With less than a month to go to the Myanmar visit of Indian prime minister Narendra Modi, one of his ministers has threatened to deport all Rohingyas.
But India's junior home minister Khiren Rijiju, a Buddhist politician from Arunachal Pradesh who earned China's ire by shepherding Tibetan leader Dalai Lama around his state this year, did not make it clear whether his government had a time frame in mind and where the Rohingyas would be deported to -- Myanmar where they hail from, or Bangladesh from where they have poossibly slipped into India.
"Either way, that will be the trickiest part of the exercise if the Modi government were to go ahead with it -- Bangladesh's current government does not want any more of the Rohingyas, and Myanmar would be unwilling as well while the Rohingyas would be hardly keen to go back to Myanmar," said Anita Sengupta, research director at Calcutta Research Group, that published a new research report on the Rohingya situation recently.
"They are truly nobody's people in a noman's land, but the diplomatic significance of an Indian bid at deporting Rohingyas cannot be missed. Both Bangladesh and Myanmar, otherwise on friendly terms with India, may be less than willing to take them back," said  Jayanta Ray, National Professor and former head of the Calcutta-based Maulana Azad Institute of Asian Studies.

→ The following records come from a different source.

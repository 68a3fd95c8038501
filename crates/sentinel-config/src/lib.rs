#![deny(unsafe_code)]
#![warn(missing_docs)]
#![deny(clippy::all)]
#![warn(unreachable_pub)]
#![deny(clippy::unwrap_used)]
#![cfg_attr(test, allow(clippy::unwrap_used))]
//! Layered configuration for Sentinel.
//!
//! This crate provides a single [`Config`] type covering permission
//! resolution, the decision cache, logging, and the permission document
//! location.
//!
//! # Usage
//!
//! ```rust,no_run
//! use sentinel_config::Config;
//!
//! // Load with full precedence chain (defaults → system → user → explicit → env).
//! let resolved = Config::load(None).unwrap();
//! let config = resolved.config;
//! println!("Precedence: {}", config.permissions.precedence);
//! ```
//!
//! # Configuration Precedence
//!
//! From highest to lowest priority:
//!
//! 1. **Environment variables** (`SENTINEL_*`)
//! 2. **Explicit file** (`--config <path>`)
//! 3. **User** (`~/.sentinel/config.toml`)
//! 4. **System** (`/etc/sentinel/config.toml`)
//! 5. **Embedded defaults** (`defaults.toml` compiled into binary)
//!
//! # Design
//!
//! This crate has **no dependencies on other internal sentinel crates**.
//! Conversion from config types to domain types happens at the integration
//! boundary (CLI startup) via a bridge module.

/// `SENTINEL_*` environment overrides.
pub mod env;
/// Configuration error types.
pub mod error;
/// Configuration file discovery and loading.
pub mod loader;
/// Layered configuration merging with precedence.
pub mod merge;
/// Resolved configuration display and serialization.
pub mod show;
/// Configuration struct definitions.
pub mod types;
/// Configuration validation rules.
pub mod validate;

// Re-export primary types at the crate root.
pub use error::{ConfigError, ConfigResult};
pub use merge::ConfigLayer;
pub use show::{ResolvedConfig, ShowFormat};
pub use types::*;

impl Config {
    /// Load configuration with full precedence chain.
    ///
    /// See [`loader::load`] for the full algorithm.
    ///
    /// # Errors
    ///
    /// Returns a [`ConfigError`] if any config file is malformed or the final
    /// configuration fails validation.
    pub fn load(explicit_file: Option<&std::path::Path>) -> ConfigResult<ResolvedConfig> {
        loader::load(explicit_file, None)
    }

    /// Load configuration with an explicit home directory override.
    ///
    /// # Errors
    ///
    /// Returns a [`ConfigError`] if any config file is malformed or the final
    /// configuration fails validation.
    pub fn load_with_home(
        explicit_file: Option<&std::path::Path>,
        home_dir: &std::path::Path,
    ) -> ConfigResult<ResolvedConfig> {
        loader::load(explicit_file, Some(home_dir))
    }

    /// Load configuration from a single file (no layering).
    ///
    /// # Errors
    ///
    /// Returns a [`ConfigError`] if the file cannot be read, parsed, or fails
    /// validation.
    pub fn load_file(path: &std::path::Path) -> ConfigResult<Self> {
        loader::load_file(path)
    }
}
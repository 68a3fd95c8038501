//! Command gate: the dispatch-side check run before a command executes.
//!
//! The evaluator only ever answers for profiles. Whether an actor is
//! privileged (console, scheduled jobs) is decided by whoever resolved the
//! actor and is carried in [`ActorKind`]; the gate lets those actors through
//! without consulting the evaluator.

use std::fmt;
use std::sync::Arc;

use crate::profile::ProfileId;
use crate::store::PermissionStore;

/// How an actor is authorized.
#[derive(Debug, Clone, Copy, PartialEq, Eq, Hash)]
pub enum ActorKind {
    /// An actor backed by a profile; checks go to the evaluator.
    Identity(ProfileId),
    /// An actor trusted by identity (console, system tasks).
    Privileged,
}

/// Someone attempting to run a command.
#[derive(Debug, Clone, PartialEq, Eq)]
pub struct Actor {
    /// Authorization class.
    pub kind: ActorKind,
    /// Display name for logs.
    pub name: String,
}

impl Actor {
    /// A profile-backed actor.
    #[must_use]
    pub fn identity(profile_id: ProfileId, name: impl Into<String>) -> Self {
        Self {
            kind: ActorKind::Identity(profile_id),
            name: name.into(),
        }
    }

    /// The console.
    #[must_use]
    pub fn console() -> Self {
        Self {
            kind: ActorKind::Privileged,
            name: "console".to_string(),
        }
    }

    /// The profile behind this actor, if any.
    #[must_use]
    pub fn profile_id(&self) -> Option<ProfileId> {
        match self.kind {
            ActorKind::Identity(id) => Some(id),
            ActorKind::Privileged => None,
        }
    }
}

impl fmt::Display for Actor {
    fn fmt(&self, f: &mut fmt::Formatter<'_>) -> fmt::Result {
        match self.kind {
            ActorKind::Identity(id) => write!(f, "{} ({id})", self.name),
            ActorKind::Privileged => write!(f, "{} (privileged)", self.name),
        }
    }
}

/// Decides whether an actor may run a command.
#[derive(Debug, Clone)]
pub struct CommandGate {
    store: Arc<PermissionStore>,
}

impl CommandGate {
    /// Create a gate over a store.
    #[must_use]
    pub fn new(store: Arc<PermissionStore>) -> Self {
        Self { store }
    }

    /// Whether `actor` may run a command requiring `required`.
    ///
    /// Commands without a required permission are open to everyone.
    /// Privileged actors are always allowed. Identity actors whose profile is
    /// not loaded are denied.
    #[must_use]
    pub fn authorize(&self, actor: &Actor, required: Option<&str>) -> bool {
        let Some(permission) = required else {
            return true;
        };

        let allowed = match actor.kind {
            ActorKind::Privileged => true,
            ActorKind::Identity(profile_id) => {
                self.store.has_effective_permission(&profile_id, permission)
            },
        };

        if !allowed {
            tracing::debug!(actor = %actor, permission, "Command denied");
        }
        allowed
    }
}
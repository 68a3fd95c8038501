//! Output format selection.

use clap::ValueEnum;

/// How command results are printed.
#[derive(Debug, Clone, Copy, Default, PartialEq, Eq, ValueEnum)]
pub(crate) enum OutputFormat {
    /// Colored, human-oriented text.
    #[default]
    Pretty,
    /// One JSON document on stdout.
    Json,
}

impl OutputFormat {
    pub(crate) fn is_json(self) -> bool {
        self == Self::Json
    }
}

/// Print a value as pretty JSON.
pub(crate) fn print_json<T: serde::Serialize>(value: &T) -> anyhow::Result<()> {
    println!("{}", serde_json::to_string_pretty(value)?);
    Ok(())
}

An estimated 40,000 Rohingya Muslims now live in India. Rijju said they were all illegal immigrants, even those 16,500 who are registered with the UN refugee agency.

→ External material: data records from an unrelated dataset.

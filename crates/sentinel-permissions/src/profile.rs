//! Profiles - the permission-bearing identity behind an actor.

use serde::{Deserialize, Serialize};
use std::fmt;
use std::str::FromStr;
use uuid::Uuid;

use crate::error::{PermissionError, PermissionResult};
use crate::group::{Group, GroupGraph, GroupId};
use crate::node::PermissionNode;
use crate::set::PermissionSet;

/// Unique identifier for a profile.
#[derive(Debug, Clone, Copy, PartialEq, Eq, Hash, PartialOrd, Ord, Serialize, Deserialize)]
#[serde(transparent)]
pub struct ProfileId(pub Uuid);

impl ProfileId {
    /// Create a new random profile ID.
    #[must_use]
    pub fn new() -> Self {
        Self(Uuid::new_v4())
    }

    /// Wrap an existing UUID.
    #[must_use]
    pub fn from_uuid(uuid: Uuid) -> Self {
        Self(uuid)
    }

    /// Derive a stable ID from a name, for fixtures and offline documents
    /// that only know a player's name.
    #[must_use]
    pub fn from_name(name: &str) -> Self {
        Self(Uuid::new_v5(&Uuid::NAMESPACE_OID, name.to_lowercase().as_bytes()))
    }
}

impl Default for ProfileId {
    fn default() -> Self {
        Self::new()
    }
}

impl fmt::Display for ProfileId {
    fn fmt(&self, f: &mut fmt::Formatter<'_>) -> fmt::Result {
        write!(f, "{}", self.0)
    }
}

impl FromStr for ProfileId {
    type Err = uuid::Error;

    fn from_str(s: &str) -> Result<Self, Self::Err> {
        Uuid::parse_str(s.trim()).map(Self)
    }
}

/// A single change to a profile. Lists of mutations are applied atomically.
#[derive(Debug, Clone, PartialEq, Eq, Serialize, Deserialize)]
#[serde(tag = "op", content = "value", rename_all = "snake_case")]
pub enum ProfileMutation {
    /// Add (or replace) a node; a `-` prefix grants a denial.
    Grant(String),
    /// Remove the node with the same shape, if present.
    Revoke(String),
    /// Join a group, which must exist.
    JoinGroup(GroupId),
    /// Leave a group.
    LeaveGroup(GroupId),
}

impl fmt::Display for ProfileMutation {
    fn fmt(&self, f: &mut fmt::Formatter<'_>) -> fmt::Result {
        match self {
            Self::Grant(node) => write!(f, "grant {node}"),
            Self::Revoke(node) => write!(f, "revoke {node}"),
            Self::JoinGroup(group) => write!(f, "join {group}"),
            Self::LeaveGroup(group) => write!(f, "leave {group}"),
        }
    }
}

/// An immutable-by-convention profile snapshot.
///
/// The store publishes profiles as `Arc<Profile>`; every published change
/// carries a fresh `revision`, which is what cached decisions are keyed on.
#[derive(Debug, Clone, PartialEq, Eq)]
pub struct Profile {
    /// Profile identifier.
    pub id: ProfileId,
    /// Optional display name.
    pub name: Option<String>,
    /// Nodes granted directly to the profile.
    pub permissions: PermissionSet,
    /// Group memberships, in precedence order.
    pub groups: Vec<GroupId>,
    pub(crate) revision: u64,
}

impl Profile {
    /// Create an empty profile.
    #[must_use]
    pub fn new(id: ProfileId) -> Self {
        Self {
            id,
            name: None,
            permissions: PermissionSet::new(),
            groups: Vec::new(),
            revision: 0,
        }
    }

    /// Set the display name.
    #[must_use]
    pub fn with_name(mut self, name: impl Into<String>) -> Self {
        self.name = Some(name.into());
        self
    }

    /// Add a group membership. Duplicates are ignored.
    #[must_use]
    pub fn with_group(mut self, group: impl Into<GroupId>) -> Self {
        let group = group.into();
        if !self.groups.contains(&group) {
            self.groups.push(group);
            self.revision = 0;
        }
        self
    }

    /// Parse and add permission records.
    ///
    /// # Errors
    ///
    /// Returns [`PermissionError::InvalidPermissionFormat`] for the first
    /// record that fails to parse.
    pub fn with_permissions<I, S>(mut self, records: I) -> PermissionResult<Self>
    where
        I: IntoIterator<Item = S>,
        S: AsRef<str>,
    {
        for node in PermissionSet::from_records(records)? {
            self.permissions.insert(node);
        }
        self.revision = 0;
        Ok(self)
    }

    /// Revision of this snapshot. Zero means never published.
    #[must_use]
    pub fn revision(&self) -> u64 {
        self.revision
    }

    /// Whether the profile is a member of `group` (directly).
    #[must_use]
    pub fn in_group(&self, group: &GroupId) -> bool {
        self.groups.contains(group)
    }

    /// The highest-weight loaded group the profile belongs to directly.
    /// Ties go to the earlier membership.
    #[must_use]
    pub fn primary_group<'a>(&self, graph: &'a GroupGraph) -> Option<&'a Group> {
        let mut best: Option<&Group> = None;
        for group in self.groups.iter().filter_map(|id| graph.get(id)) {
            match best {
                Some(current) if current.weight >= group.weight => {},
                _ => best = Some(group),
            }
        }
        best
    }

    /// Apply one mutation in place.
    ///
    /// Returns whether the profile changed. A changed profile is no longer
    /// the published snapshot, so its revision drops back to zero.
    ///
    /// # Errors
    ///
    /// Returns [`PermissionError::InvalidPermissionFormat`] for an unparsable
    /// node and [`PermissionError::UnknownGroup`] when joining a group that is
    /// not in `graph`.
    pub fn apply(&mut self, mutation: &ProfileMutation, graph: &GroupGraph) -> PermissionResult<bool> {
        let changed = self.mutate(mutation, graph)?;
        if changed {
            self.revision = 0;
        }
        Ok(changed)
    }

    fn mutate(&mut self, mutation: &ProfileMutation, graph: &GroupGraph) -> PermissionResult<bool> {
        match mutation {
            ProfileMutation::Grant(raw) => {
                let node = PermissionNode::parse(raw)?;
                if self.permissions.contains(&node) {
                    return Ok(false);
                }
                self.permissions.insert(node);
                Ok(true)
            },
            ProfileMutation::Revoke(raw) => {
                let node = PermissionNode::parse(raw)?;
                Ok(self.permissions.remove(&node).is_some())
            },
            ProfileMutation::JoinGroup(group) => {
                if !graph.contains(group) {
                    return Err(PermissionError::UnknownGroup {
                        group_id: group.to_string(),
                    });
                }
                if self.groups.contains(group) {
                    return Ok(false);
                }
                self.groups.push(group.clone());
                Ok(true)
            },
            ProfileMutation::LeaveGroup(group) => {
                let before = self.groups.len();
                self.groups.retain(|g| g != group);
                Ok(self.groups.len() != before)
            },
        }
    }
}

"The registration with UNHCR does not make them Indian citizens. They are illegal migrants and we have asked all state governments in India to identify and deport all illegal immigrants including Rohingyas," Rijjuju told the Indian parliament last week.
The United Nations High Commissioner for Refugees (UNHCR) has issued identity cards to about 16,500 Rohingyas in India to help them "prevent harassment, arbitrary arrests, detention and deportation".
However, Mr Rijiju said the UNHCR registration was irrelevant.
"They are doing it; we cannot stop them from registering. However, we are not signatory to the accord on refugees," he said.
"As far as we are concerned the Rohingyas are all illegal immigrants. They have no basis to live here. Anybody who is an illegal migrant will be deported."
The UNHCR's India office said on Monday the principle of non-refoulement - or not sending back refugees to a place where they face danger - was considered part of customary international law and binding on all states whether they had signed the Refugee Convention or not.
The office said it had not received any official word about a plan to deport Rohingya refugees and had not got any reports deportations were taking place.
The treatment meted out to the nearly one million Rohingya in Myanmar has emerged as the most contentious human rights issue in recent years.
The Rohingyas are denied citizenship in Myanmar and classified as illegal immigrants, despite claiming roots in the Rakhine (former Arakan) state going back to centuries.
Hundreds of thousands of Rohingya have fled from Myanmar, with many taking refuge in Bangladesh, and some then crossing a porous border into India.
Many have also headed to Southeast Asia, often on rickety boats run by people-smuggling gangs.
While Bangladesh's Awami League government is opposed to letting in any more of the Rohingyas, arguing it was an over-populated country with no space for them, India has been rocked by anti-Rohingyas protests in many states where their numbers have gone up.
Mr Rijiju declined to comment on the deportation process, even as some human rights activists questioned the practicality of rounding up and expelling thousands of people scattered across the country.
Myanmar officials were not immediately available for comment.
Bangladesh officials, who complain of being burdened by the heavy flow of refugees, said India was helping it solve the crisis.
More than 75,000 Rohingya have fled to Bangladesh since October 9 after an insurgent group attacked Myanmar border police posts, prompting a security crackdown in which troops have been accused of murder and rape of Rohingya civilians.